Observations made by NASA's Hubble Space Telescope of a special type of supernovae contributed to research on the expansion of the universe that today was honored with the 2011 Nobel Prize in Physics.Adam Riess, an astronomer at the Space Telescope Science Institute and Krieger-Eisenhower professor in physics and astronomy at The Johns Hopkins University in Baltimore, was a member of a team awarded the Nobel Prize in Physics by the Royal Swedish Academy of Sciences.
The academy recognized him for leadership in the High-z Team's 1998 discovery that the expansion rate of the universe is accelerating, a phenomenon widely attributed to a mysterious, unexplained "dark energy" filling the universe. Critical parts of the work were done with NASA's Hubble Space Telescope.

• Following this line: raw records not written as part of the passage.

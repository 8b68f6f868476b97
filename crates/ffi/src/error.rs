use std::cell::RefCell;
use std::ffi::CString;
use std::os::raw::c_char;
use std::ptr;

/// Common interface for FFI error types.
///
/// Unifies error handling across the FFI boundary: every failure carries a
/// `repr(C)` code for the caller's control flow and a message for
/// diagnostics.
pub(crate) trait DisortFfiError {
    /// Returns the error code to be returned across the FFI boundary.
    fn code(&self) -> DisortErrorCode;

    /// Returns the human-readable error message.
    fn msg(&self) -> &str;
}

/// Default implementation of `DisortFfiError` for the wrapper's failure
/// scenarios.
#[derive(Debug, Clone, PartialEq, Eq)]
pub(crate) struct DefaultDisortError {
    code: DisortErrorCode,
    msg: String,
}

impl DefaultDisortError {
    /// Create error for null pointer passed where non-null required.
    ///
    /// # Arguments
    /// * `param_name` - The name of the parameter that was null (e.g. `"dtau"`, `"out_uu"`)
    pub fn null_pointer(param_name: &str) -> Self {
        Self {
            code: DisortErrorCode::NullPointer,
            msg: format!("Parameter '{param_name}' cannot be null"),
        }
    }

    /// Create error for a request field that failed validation.
    ///
    /// # Arguments
    /// * `message` - The validation diagnostic, naming the offending field
    pub fn invalid_parameter(message: String) -> Self {
        Self {
            code: DisortErrorCode::InvalidParameter,
            msg: message,
        }
    }

    /// Create error for an opaque solver-backend failure.
    #[cfg(feature = "native")]
    pub fn solver_failure(message: String) -> Self {
        Self {
            code: DisortErrorCode::SolverFailure,
            msg: message,
        }
    }
}

impl DisortFfiError for DefaultDisortError {
    fn code(&self) -> DisortErrorCode {
        self.code
    }

    fn msg(&self) -> &str {
        &self.msg
    }
}

/// FFI error codes returned by the DISORT wrapper functions.
/// Follows standard C convention: 0 = success, non-zero = error.
#[repr(C)]
#[derive(Debug, Clone, Copy, PartialEq, Eq)]
pub enum DisortErrorCode {
    /// Operation completed successfully.
    Ok = 0,

    /// Invalid pointer: null pointer passed where non-null required.
    NullPointer = 1,

    /// A request field failed validation; the solver was never invoked.
    InvalidParameter = 2,

    /// The solver backend reported a failure after a validated call.
    SolverFailure = 3,
}

thread_local! {
    /// Thread-local storage for the most recent FFI error (C string, error code).
    /// Allows callers to retrieve diagnostic information after a failed call.
    /// The CString is stored to prevent memory leaks when returning raw pointers via FFI.
    static LAST_ERROR: RefCell<(Option<CString>, DisortErrorCode)> = const { RefCell::new((None, DisortErrorCode::Ok)) };
}

/// Internal helper to read `LAST_ERROR` thread-local storage (cstring, code).
pub(crate) fn with_last_error<F, R>(f: F) -> R
where
    F: FnOnce(&(Option<CString>, DisortErrorCode)) -> R,
{
    LAST_ERROR.with_borrow(f)
}

/// Internal helper to mutate `LAST_ERROR` thread-local storage (cstring, code).
pub(crate) fn with_last_error_mut<F, R>(f: F) -> R
where
    F: FnOnce(&mut (Option<CString>, DisortErrorCode)) -> R,
{
    LAST_ERROR.with_borrow_mut(f)
}

/// Retrieve the most recent FFI error message as a null-terminated C string.
///
/// Returns:
/// - A borrowed pointer to the error message if an error occurred.
/// - `null` if no error has occurred or the message cannot be converted.
///
/// # Thread Safety
/// Error messages are stored per-thread (thread-local storage), so this is
/// thread-safe. Each thread has its own independent error state.
///
/// # Lifetime
/// The returned pointer is valid until the next FFI call on this thread
/// that sets or clears the error, or until the thread terminates.
///
/// **DO NOT FREE THIS POINTER** - it is managed internally.
#[no_mangle]
pub extern "C" fn disort_get_last_error() -> *const c_char {
    with_last_error(|(cstring, _code)| cstring.as_ref().map_or(ptr::null(), |cs| cs.as_ptr()))
}

/// Retrieve the most recent FFI error code.
///
/// Returns:
/// - `DisortErrorCode::Ok` (0) if no error has occurred
/// - The specific error code from the last failed operation
///
/// # Thread Safety
/// Error codes are stored per-thread (thread-local storage), so this is
/// thread-safe. Each thread has its own independent error state.
#[no_mangle]
pub extern "C" fn disort_get_last_error_code() -> DisortErrorCode {
    with_last_error(|(_cstring, code)| *code)
}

Riess shares the prize with Saul Perlmutter, an astrophysicist at the University of California, Berkeley, and the Lawrence Berkeley National Laboratory, whose Supernova Cosmology Project team published similar results shortly after those published by Riess and High-z teammate Brian Schmidt of the Australian National University. Both teams shared the Peter Gruber Foundation's 2007 Cosmology Prize a gold medal and $500,000 for the discovery of dark energy, which Science Magazine called "The Breakthrough Discovery of the Year" in 1998.